Riferimenti normativi: Art. 21, comma 2, D.Lgs.n.546/1992
Focus: Il silenzio-rifiuto, in assenza di un esplicito provvedimento di diniego della domanda di rimborso del contribuente, è presupposto processuale di ammissibilità del ricorso tributario? Sulla questione si è pronunciata la Corte di Cassazione con Ordinanza n.20322 del 14/7/2023.
Principi generali: Nei casi in cui il contribuente presenta domanda di rimborso di tributi, indebitamente versati, e l'ente oppositore non manifesta alcun diniego espresso, può essere presentato ricorso, ex art.21 D.Lgs.n.546/92, da quando si è formato il silenzio-rifiuto, cioè decorsi 90 giorni dalla domanda di rimborso ed entro il termine di prescrizione decennale, che comincia a decorrere dal giorno in cui il diritto può essere fatto valere (art.2935 codice civile).
Il caso: Un medico specialista presso una Asl aveva presentato ricorso alla Commissione tributaria provinciale contro il silenzio rifiuto dell'Agenzia delle Entrate relativo all'istanza di rimborso dell'imposta Irpef trattenuta, per gli anni dal 2005 al 2014, sui rimborsi spese per l'utilizzo dell'auto personale. La Commissione tributaria provinciale aveva dichiarato inammissibile il ricorso perché la parte aveva già proposto un altro ricorso contro lo stesso silenzio-rifiuto notificandolo all'Agenzia delle Entrate ma non iscrivendolo a ruolo. Secondo la C.T.P., poiché l'art. 22 del D.lgs. n. 546/1992 prevede che il ricorso notificato debba essere depositato nella segreteria della Commissione tributaria entro 30 giorni pena la sua inammissibilità, la parte che non aveva osservato tale disposizione non poteva presentare un nuovo ricorso contro il medesimo silenzio rifiuto.La Commissione tributaria regionale, adita dalla contribuente avverso detta sentenza, rigettava l'appello confermando la pronuncia di inammissibilità del ricorso.
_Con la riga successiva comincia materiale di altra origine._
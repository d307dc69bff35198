//! Startup configuration.
//!
//! Read from `~/.presence-tracker/config.toml` unless a path is given.
//! A missing file yields defaults.
//!
//! ```toml
//! tracked = ["@alice", "bob"]
//! utc_offset = "+03:00"
//! state_path = "/var/lib/presence/sessions.json"
//! report_path = "/var/lib/presence/report.txt"
//!
//! [directory]
//! alice = 1001
//! bob = 1002
//! ```

use std::collections::BTreeMap;
use std::path::{Path, PathBuf};

use serde::Deserialize;

use crate::clock::ReferenceZone;
use crate::error::{Result, TrackerError};
use crate::identity::StaticDirectory;

const DATA_DIR_NAME: &str = ".presence-tracker";
const CONFIG_FILE_NAME: &str = "config.toml";
const STATE_FILE_NAME: &str = "sessions.json";
const REPORT_FILE_NAME: &str = "report.txt";
const DEFAULT_UTC_OFFSET: &str = "+03:00";

#[derive(Debug, Clone, PartialEq, Eq, Deserialize)]
#[serde(default, deny_unknown_fields)]
pub struct TrackerConfig {
    /// Name references to track; a leading `@` is allowed.
    pub tracked: Vec<String>,
    /// Reference timezone as a fixed UTC offset.
    pub utc_offset: String,
    pub state_path: Option<PathBuf>,
    pub report_path: Option<PathBuf>,
    /// When set, the daemon also writes logs here.
    pub log_dir: Option<PathBuf>,
    /// Name → numeric id table used by the static directory lookup.
    pub directory: BTreeMap<String, u64>,
}

impl Default for TrackerConfig {
    fn default() -> Self {
        Self {
            tracked: Vec::new(),
            utc_offset: DEFAULT_UTC_OFFSET.to_string(),
            state_path: None,
            report_path: None,
            log_dir: None,
            directory: BTreeMap::new(),
        }
    }
}

/// Returns the tracker's data directory (`~/.presence-tracker`).
pub fn data_dir() -> Result<PathBuf> {
    dirs::home_dir()
        .map(|home| home.join(DATA_DIR_NAME))
        .ok_or(TrackerError::HomeDirNotFound)
}

pub fn default_config_path() -> Result<PathBuf> {
    data_dir().map(|dir| dir.join(CONFIG_FILE_NAME))
}

impl TrackerConfig {
    pub fn load(path: Option<PathBuf>) -> Result<Self> {
        let config_path = match path {
            Some(path) => path,
            None => default_config_path()?,
        };

        if !config_path.exists() {
            return Ok(Self::default());
        }

        let content = fs_err::read_to_string(&config_path)
            .map_err(|e| TrackerError::io(format!("read config {}", config_path.display()), e))?;
        Self::parse(&content, &config_path)
    }

    pub fn parse(content: &str, origin: &Path) -> Result<Self> {
        let config: Self = toml::from_str(content).map_err(|err| TrackerError::ConfigMalformed {
            path: origin.to_path_buf(),
            details: err.to_string(),
        })?;
        // fail at startup rather than on the first close
        config.zone()?;
        Ok(config)
    }

    pub fn zone(&self) -> Result<ReferenceZone> {
        ReferenceZone::parse(&self.utc_offset)
    }

    pub fn state_path(&self) -> Result<PathBuf> {
        match &self.state_path {
            Some(path) => Ok(path.clone()),
            None => data_dir().map(|dir| dir.join(STATE_FILE_NAME)),
        }
    }

    pub fn report_path(&self) -> Result<PathBuf> {
        match &self.report_path {
            Some(path) => Ok(path.clone()),
            None => data_dir().map(|dir| dir.join(REPORT_FILE_NAME)),
        }
    }

    pub fn directory(&self) -> StaticDirectory {
        StaticDirectory::new(self.directory.iter().map(|(name, id)| (name, *id)))
    }
}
La contribuente ha impugnato la sentenza con ricorso in Cassazione affidandosi a tre motivi, illustrati da memoria, dei quali solo il primo è stato ritenuto fondato dalla Suprema Corte. In particolare, la Corte di Cassazione ha richiamato il principio secondo cui, in assenza di un esplicito provvedimento di diniego il contribuente, che vuole ottenere il rimborso di somme che assume indebitamente versate a titolo d'imposta, può solo proporre ricorso avverso il cd. silenzio-rifiuto dell'Amministrazione.
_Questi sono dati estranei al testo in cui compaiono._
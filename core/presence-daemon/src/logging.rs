//! Logging setup. Logs never go to stdout, which carries responses.

use std::env;
use std::path::Path;

use tracing_appender::non_blocking::WorkerGuard;
use tracing_subscriber::EnvFilter;

const LOG_FILE_NAME: &str = "presence-daemon.log";

fn debug_enabled() -> bool {
    env::var("PRESENCE_TRACKER_DEBUG_LOG")
        .map(|value| matches!(value.as_str(), "1" | "true" | "TRUE" | "yes" | "YES"))
        .unwrap_or(false)
}

fn filter() -> EnvFilter {
    if debug_enabled() {
        EnvFilter::new("debug")
    } else {
        EnvFilter::try_from_default_env().unwrap_or_else(|_| EnvFilter::new("info"))
    }
}

/// Initializes the global subscriber. Hold the returned guard for the life of
/// the process so buffered file logs are flushed.
pub fn init(log_dir: Option<&Path>) -> Option<WorkerGuard> {
    match log_dir {
        Some(dir) => {
            let appender = tracing_appender::rolling::daily(dir, LOG_FILE_NAME);
            let (writer, guard) = tracing_appender::non_blocking(appender);
            tracing_subscriber::fmt()
                .with_env_filter(filter())
                .with_writer(writer)
                .with_ansi(false)
                .init();
            Some(guard)
        }
        None => {
            tracing_subscriber::fmt()
                .with_env_filter(filter())
                .with_writer(std::io::stderr)
                .init();
            None
        }
    }
}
Il silenzio-rifiuto, ai sensi dell'art.21, comma 2, del D.Lgs.n.546/1992, si forma decorso il termine di novanta giorni dalla presentazione della domanda di restituzione in sede amministrativa. Se non si forma il silenzio-rifiuto, che è il mezzo per attivare un giudizio tributario per la restituzione di imposte indebitamente versate, il ricorso è inammissibile per mancanza del presupposto processuale del giudizio stesso (rilevabile, anche d'ufficio, in ogni stato e grado del giudizio). La Suprema Corte, poi, ha ribadito il principio secondo cui se una sentenza dà luogo soltanto al giudicato formale, in quanto si è formato il giudicato solo su un presupposto processuale senza entrare nel merito della causa, essa non produce gli effetti del giudicato in senso sostanziale, per cui non preclude la riproposizione della domanda in altro giudizio. In questi casi il ricorso è sempre proponibile per espressa previsione dell'art.21, c. 2, D. Lgs.n.546/1992. Infatti, nel processo tributario il contribuente può riproporre il ricorso per ottenere dall'Amministrazione il rimborso delle somme che assume indebitamente versate a titolo d'imposta fino a quando il diritto alla restituzione non è prescritto, se la precedente domanda giudiziale sia stata dichiarata inammissibile, anche con sentenza passata in giudicato, per mancata formazione del silenzio-rifiuto (Cass. 11/05/2012, n. 7303; Cass. 9/09/2021, n. 24260). Alla luce di quanto sopra esposto, la Corte di Cassazione conformandosi agli orientamenti prevalenti in materia di proposizione del ricorso avente ad oggetto il rimborso di somme illegittimamente versate dal contribuente a titolo di imposta ha ritenuto che la Commissione tributaria regionale ha errato nel ritenere che l'inammissibilità del primo ricorso, notificato alla controparte ma non depositato nella segreteria della commissione tributaria, pregiudicasse, in una lite da rimborso, la possibilità di proporre altro e successivo ricorso contro il silenzio rifiuto. Pertanto, accolto il ricorso di parte solo per questo motivo ha rinviato la controversia alla Corte di giustizia tributaria di secondo grado, in diversa composizione, per nuovo esame.